As shown in fig. 8A, the hook portion of the locking element 222 may have an inclined surface 222a, and the inclined surface 222a will contact the outer frame 212 'of the USB socket 211' first, so that the locking element 222 is pushed. Here, the USB plug 211 may further have a communication channel 211c, the communication channel 211c is communicated with the hook hole 211h, so that the locking element 222 extends from the hook hole 211h through the communication channel 211c, and the communication channel 211c further provides a space for the locking element 222 to gradually move away from the hook hole 211 h. When the locking member 222 is pushed by the outer frame 212', the locking structure 220 rotates counterclockwise as a whole. At this time, the elastic member 240 gradually stores energy generated by the rotation of the locking structure 220 to compress the elastic member 240.

Next, as shown in fig. 8B, when the hook portion of the locking element 222 is no longer pressed by the outer frame 212 'of the USB socket 211', the locking structure 220 rotates clockwise by the energy stored in the elastic element 240, so that the locking element 222 is locked in the hook hole 211h and locked in the outer frame 212 'of the USB socket 211'. When the anti-theft USB connecting device 200 is in the locked state, the plane 222b of the hook portion of the locking member 222 is firmly abutted against the outer frame 212'.

To separate the anti-theft USB connecting device 200 from the electronic device 200', the user can rotate the anti-tamper structure 230 using a special tool that mates with the torque groove 231r geometry of the head 231 of the anti-tamper structure 230. As shown in fig. 8C, the user can use the special tool to rotate the anti-detachment structure 230 counterclockwise, so as to drive the locking member 222 to exit from the hook hole 211 h.
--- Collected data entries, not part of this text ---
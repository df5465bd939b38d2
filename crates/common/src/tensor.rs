//! Typed tensors passed between pipeline stages
use crate::{InferenceError, Result, CLINICAL_FEATURES, IMAGE_CHANNELS, NUM_CLASSES};
use image::{Rgb, RgbImage};
use ndarray::{Array1, Array2, Array3, ArrayView1, ArrayView2, ArrayView3};

/// Normalized image tensor, channel-first `[3, H, W]`, values in [-1, 1]
#[derive(Debug, Clone, PartialEq)]
pub struct ImageTensor(Array3<f32>);

impl ImageTensor {
    /// Wrap a channel-first array. Fails unless it has exactly 3 channels.
    pub fn new(data: Array3<f32>) -> Result<Self> {
        let shape = data.shape();
        if shape[0] != IMAGE_CHANNELS || shape[1] == 0 || shape[2] == 0 {
            return Err(InferenceError::ShapeMismatch {
                what: "image tensor",
                expected: vec![IMAGE_CHANNELS, shape[1].max(1), shape[2].max(1)],
                actual: shape.to_vec(),
            });
        }
        Ok(Self(data))
    }

    #[must_use]
    pub fn view(&self) -> ArrayView3<'_, f32> {
        self.0.view()
    }

    #[must_use]
    pub fn shape(&self) -> [usize; 3] {
        let s = self.0.shape();
        [s[0], s[1], s[2]]
    }

    #[must_use]
    pub fn height(&self) -> usize {
        self.0.shape()[1]
    }

    #[must_use]
    pub fn width(&self) -> usize {
        self.0.shape()[2]
    }

    /// Undo the `(x - 0.5) / 0.5` normalization back to an 8-bit RGB image
    #[must_use]
    pub fn to_rgb_image(&self) -> RgbImage {
        let (h, w) = (self.height(), self.width());
        RgbImage::from_fn(w as u32, h as u32, |x, y| {
            let (x, y) = (x as usize, y as usize);
            let px = |c: usize| {
                let v = (self.0[[c, y, x]] * 0.5 + 0.5) * 255.0;
                v.round().clamp(0.0, 255.0) as u8
            };
            Rgb([px(0), px(1), px(2)])
        })
    }

    #[must_use]
    pub fn into_inner(self) -> Array3<f32> {
        self.0
    }
}

/// Encoded clinical covariates `[age, gender, mmse, cdr]`
#[derive(Debug, Clone, PartialEq)]
pub struct ClinicalVector(Array1<f32>);

impl ClinicalVector {
    #[must_use]
    pub fn new(values: [f32; CLINICAL_FEATURES]) -> Self {
        Self(Array1::from_vec(values.to_vec()))
    }

    /// Wrap an arbitrary vector, rejecting the wrong length
    pub fn from_array(data: Array1<f32>) -> Result<Self> {
        if data.len() != CLINICAL_FEATURES {
            return Err(InferenceError::ShapeMismatch {
                what: "clinical vector",
                expected: vec![CLINICAL_FEATURES],
                actual: vec![data.len()],
            });
        }
        Ok(Self(data))
    }

    #[must_use]
    pub fn view(&self) -> ArrayView1<'_, f32> {
        self.0.view()
    }

    #[must_use]
    pub fn len(&self) -> usize {
        self.0.len()
    }

    #[must_use]
    pub fn is_empty(&self) -> bool {
        self.0.is_empty()
    }

    #[must_use]
    pub fn as_slice(&self) -> &[f32] {
        self.0.as_slice().unwrap_or(&[])
    }
}

/// Spatial token features from the visual backbone, `[N, D]`
///
/// The class token is excluded. `N` is expected to be a perfect square.
#[derive(Debug, Clone, PartialEq)]
pub struct TokenFeatures(Array2<f32>);

impl TokenFeatures {
    #[must_use]
    pub fn new(data: Array2<f32>) -> Self {
        Self(data)
    }

    #[must_use]
    pub fn view(&self) -> ArrayView2<'_, f32> {
        self.0.view()
    }

    #[must_use]
    pub fn num_tokens(&self) -> usize {
        self.0.nrows()
    }

    #[must_use]
    pub fn dim(&self) -> usize {
        self.0.ncols()
    }
}

/// Unnormalized class scores in label order (CN, MCI, AD)
#[derive(Debug, Clone, Copy, PartialEq)]
pub struct FusionLogits(pub [f32; NUM_CLASSES]);

impl FusionLogits {
    /// Numerically stable softmax (max-subtracted)
    #[must_use]
    pub fn softmax(&self) -> [f32; NUM_CLASSES] {
        let max = self.0.iter().copied().fold(f32::NEG_INFINITY, f32::max);
        let mut out = [0.0f32; NUM_CLASSES];
        let mut sum = 0.0f32;
        for (o, &l) in out.iter_mut().zip(self.0.iter()) {
            *o = (l - max).exp();
            sum += *o;
        }
        for o in &mut out {
            *o /= sum;
        }
        out
    }

    #[must_use]
    pub fn is_finite(&self) -> bool {
        self.0.iter().all(|v| v.is_finite())
    }
}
Thus, the locking member 222 is no longer locked to the outer frame 212 'of the USB socket 211', and the anti-theft USB connecting device 200 can be removed.

As shown in the foregoing embodiments of fig. 4B, 4C, and fig. 8B and 8C, when the anti-theft USB connecting device 100, 200 respectively assumes the locking state and the unlocking state, the locking structures 120, 220 only slightly rotate, for example, by an angle difference of about 5 °, and no excessive shaking occurs to cause a possibility of misalignment between the other structures.

The electronic devices 100 ', 200' may be any one of the following devices: the home broadband access device supporting EASY MESH, the enterprise-level intelligent switch, the wireless access point using 6GHz unauthorized frequency band, the 5G gigabit mobile access home gateway, the home gateway supporting 4 x 411 ax WiFi, the hybrid set-top box supporting AV1 decoding and 11ax WiFi, the enterprise-level wireless network access point and the enterprise-level network router. That is, the anti-theft USB connection device 100, 200 of the present invention can be used with any of the aforementioned devices.

As mentioned above, the torque groove of the head of the anti-tamper structure is a screw groove conforming to the safety screw, rather than a straight, cross or hexagonal shape of a common standard specification, so that a special tool capable of matching with the geometric shape of the torque groove is required to apply torque to the head to rotate the anti-tamper structure to release the locking state of the locking structure, thereby improving the anti-theft effect.

The present invention is capable of other embodiments, and various changes and modifications may be made by one skilled in the art without departing from the spirit and scope of the invention as defined in the appended claims.